== Segment start ==

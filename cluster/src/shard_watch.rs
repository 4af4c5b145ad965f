// Copyright 2022-2023 CeresDB Project Authors. Licensed under Apache-2.0.

//! Watch of the shard lock lease expirations.
//!
//! Storage nodes hold one lease protected lock per owned shard. When a node
//! dies its leases run out and the locks disappear; the watch turns every
//! delete event into an [`ShardExpireEvent`] for the registered listener.

use std::sync::{Arc, Mutex};

use async_trait::async_trait;
use common_types::shard::ShardId;
use futures::StreamExt;
use log::{error, info, warn};
use meta_storage::{
    keys,
    kv::{KvBackend, KvBackendRef, KvEventKind},
};
use snafu::ResultExt;
use tokio::{
    sync::mpsc::{self, Sender},
    task::JoinHandle,
};

use crate::{MetaStorageFailure, Result};

#[derive(Debug, Clone)]
pub struct ShardExpireEvent {
    pub shard_id: ShardId,
    pub old_leader: String,
}

#[async_trait]
pub trait ShardExpiryListener: Send + Sync {
    async fn on_shard_expired(&self, event: ShardExpireEvent);
}

pub type ShardExpiryListenerRef = Arc<dyn ShardExpiryListener>;

#[async_trait]
pub trait ShardWatch: Send + Sync {
    async fn start(&self, listener: ShardExpiryListenerRef) -> Result<()>;
    async fn stop(&self) -> Result<()>;
}

pub type ShardWatchRef = Arc<dyn ShardWatch>;

/// Watch over the shard lock prefix of one cluster.
pub struct KvShardWatch {
    kv: KvBackendRef,
    prefix: String,
    watch_handle: Mutex<Option<JoinHandle<()>>>,
    stop_watch_tx: Mutex<Option<Sender<()>>>,
}

impl KvShardWatch {
    pub fn new(kv: KvBackendRef, lock_root: &str, cluster_name: &str) -> Result<Self> {
        let prefix = keys::shard_lock_prefix(lock_root, cluster_name).context(
            MetaStorageFailure {
                msg: "build shard lock prefix",
            },
        )?;

        Ok(Self {
            kv,
            prefix,
            watch_handle: Mutex::new(None),
            stop_watch_tx: Mutex::new(None),
        })
    }
}

#[async_trait]
impl ShardWatch for KvShardWatch {
    async fn start(&self, listener: ShardExpiryListenerRef) -> Result<()> {
        let mut stream =
            self.kv
                .watch_prefix(&self.prefix)
                .await
                .context(MetaStorageFailure {
                    msg: "watch shard locks",
                })?;

        let prefix = self.prefix.clone();
        let (tx, mut rx) = mpsc::channel(1);
        let handle = tokio::spawn(async move {
            info!("Shard watch starts, prefix:{prefix}");
            loop {
                tokio::select! {
                    event = stream.next() => match event {
                        Some(Ok(event)) => {
                            if event.kind != KvEventKind::Delete {
                                continue;
                            }
                            let shard_id =
                                match keys::shard_id_from_lock_key(&prefix, &event.key) {
                                    Some(shard_id) => shard_id,
                                    None => {
                                        warn!("Ignore unknown shard lock key:{}", event.key);
                                        continue;
                                    }
                                };
                            let old_leader = event
                                .prev_value
                                .map(|value| String::from_utf8_lossy(&value).to_string())
                                .unwrap_or_default();
                            info!(
                                "Shard lock expired, shard_id:{shard_id}, old_leader:{old_leader}"
                            );
                            listener
                                .on_shard_expired(ShardExpireEvent {
                                    shard_id,
                                    old_leader,
                                })
                                .await;
                        }
                        Some(Err(e)) => {
                            error!("Shard watch stream broken, err:{e}");
                            break;
                        }
                        None => {
                            warn!("Shard watch stream closed");
                            break;
                        }
                    },
                    _ = rx.recv() => {
                        warn!("Receive exit command and exit shard watch loop");
                        break;
                    }
                }
            }
        });

        *self.stop_watch_tx.lock().unwrap() = Some(tx);
        *self.watch_handle.lock().unwrap() = Some(handle);
        Ok(())
    }

    async fn stop(&self) -> Result<()> {
        let tx = self.stop_watch_tx.lock().unwrap().take();
        if let Some(tx) = tx {
            let _ = tx.send(()).await;
        }

        let handle = self.watch_handle.lock().unwrap().take();
        if let Some(handle) = handle {
            let _ = handle.await;
        }
        Ok(())
    }
}

/// Used by the static topology where no shard locks exist.
pub struct NoopShardWatch;

#[async_trait]
impl ShardWatch for NoopShardWatch {
    async fn start(&self, _listener: ShardExpiryListenerRef) -> Result<()> {
        Ok(())
    }

    async fn stop(&self) -> Result<()> {
        Ok(())
    }
}

#[cfg(test)]
mod tests {
    use meta_storage::kv::{KvBackend, MemoryKv};
    use tokio::sync::mpsc::UnboundedSender;

    use super::*;

    struct ForwardListener {
        tx: UnboundedSender<ShardExpireEvent>,
    }

    #[async_trait]
    impl ShardExpiryListener for ForwardListener {
        async fn on_shard_expired(&self, event: ShardExpireEvent) {
            let _ = self.tx.send(event);
        }
    }

    #[tokio::test]
    async fn test_expiry_events() {
        let kv = Arc::new(MemoryKv::default());
        let watch = KvShardWatch::new(kv.clone(), "/ceresdb", "defaultCluster").unwrap();

        let (tx, mut rx) = mpsc::unbounded_channel();
        watch
            .start(Arc::new(ForwardListener { tx }))
            .await
            .unwrap();

        kv.put("/ceresdb/defaultCluster/shards/3", b"n1".to_vec())
            .await
            .unwrap();
        // Another cluster's lock must be ignored.
        kv.put("/ceresdb/otherCluster/shards/4", b"n9".to_vec())
            .await
            .unwrap();
        kv.delete("/ceresdb/defaultCluster/shards/3").await.unwrap();

        let event = rx.recv().await.unwrap();
        assert_eq!(event.shard_id, 3);
        assert_eq!(event.old_leader, "n1");

        watch.stop().await.unwrap();
    }
}
// Copyright 2022-2023 CeresDB Project Authors. Licensed under Apache-2.0.

//! The authoritative metadata of one cluster.
//!
//! All reads are served from the in-memory cache refreshed at load time; all
//! writes take the single writer lock which also covers the KV commit, so a
//! reader never observes a state that was not persisted.

use std::{
    collections::HashMap,
    sync::Arc,
    time::{SystemTime, UNIX_EPOCH},
};

use common_types::{
    cluster::{Cluster, ClusterId, ClusterState, TopologyType},
    node::RegisteredNode,
    schema::Schema,
    shard::{ShardId, ShardInfo, ShardNode, ShardRole, ShardStatus, ShardVersion},
    table::{Table, TableId, TableInfo},
};
use common_util::{error::BoxError, id_allocator::IdAllocator};
use log::info;
use meta_storage::meta::MetaStorageRef;
use snafu::ResultExt;
use tokio::sync::RwLock;

use crate::{
    table_manager::TableManager,
    topology::TopologyManager,
    types::{
        CreateTableMetadataRequest, GetNodeShardsResult, NodeShard, RouteEntry,
        RouteTablesResult, ShardTables, ShardVersionUpdate, Snapshot,
    },
    AllocId, MetaStorageFailure, Result,
};

const SCHEMA_ID_NAME: &str = "schema_id";
const TABLE_ID_NAME: &str = "table_id";
const SHARD_ID_NAME: &str = "shard_id";

pub fn current_ms() -> u64 {
    SystemTime::now()
        .duration_since(UNIX_EPOCH)
        .map(|duration| duration.as_millis() as u64)
        .unwrap_or(0)
}

#[derive(Debug)]
struct Inner {
    cluster: Cluster,
    topology: TopologyManager,
    tables: TableManager,
    nodes: HashMap<String, RegisteredNode>,
}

== Segment end ==

DIRECTIONS FOR THIS TASK: Where in the records above does the word "tokio" appear? Copy each line that holds it.

TASK OUTPUT:
use tokio::{
        let handle = tokio::spawn(async move {
                tokio::select! {
    use tokio::sync::mpsc::UnboundedSender;
    #[tokio::test]
use tokio::sync::RwLock;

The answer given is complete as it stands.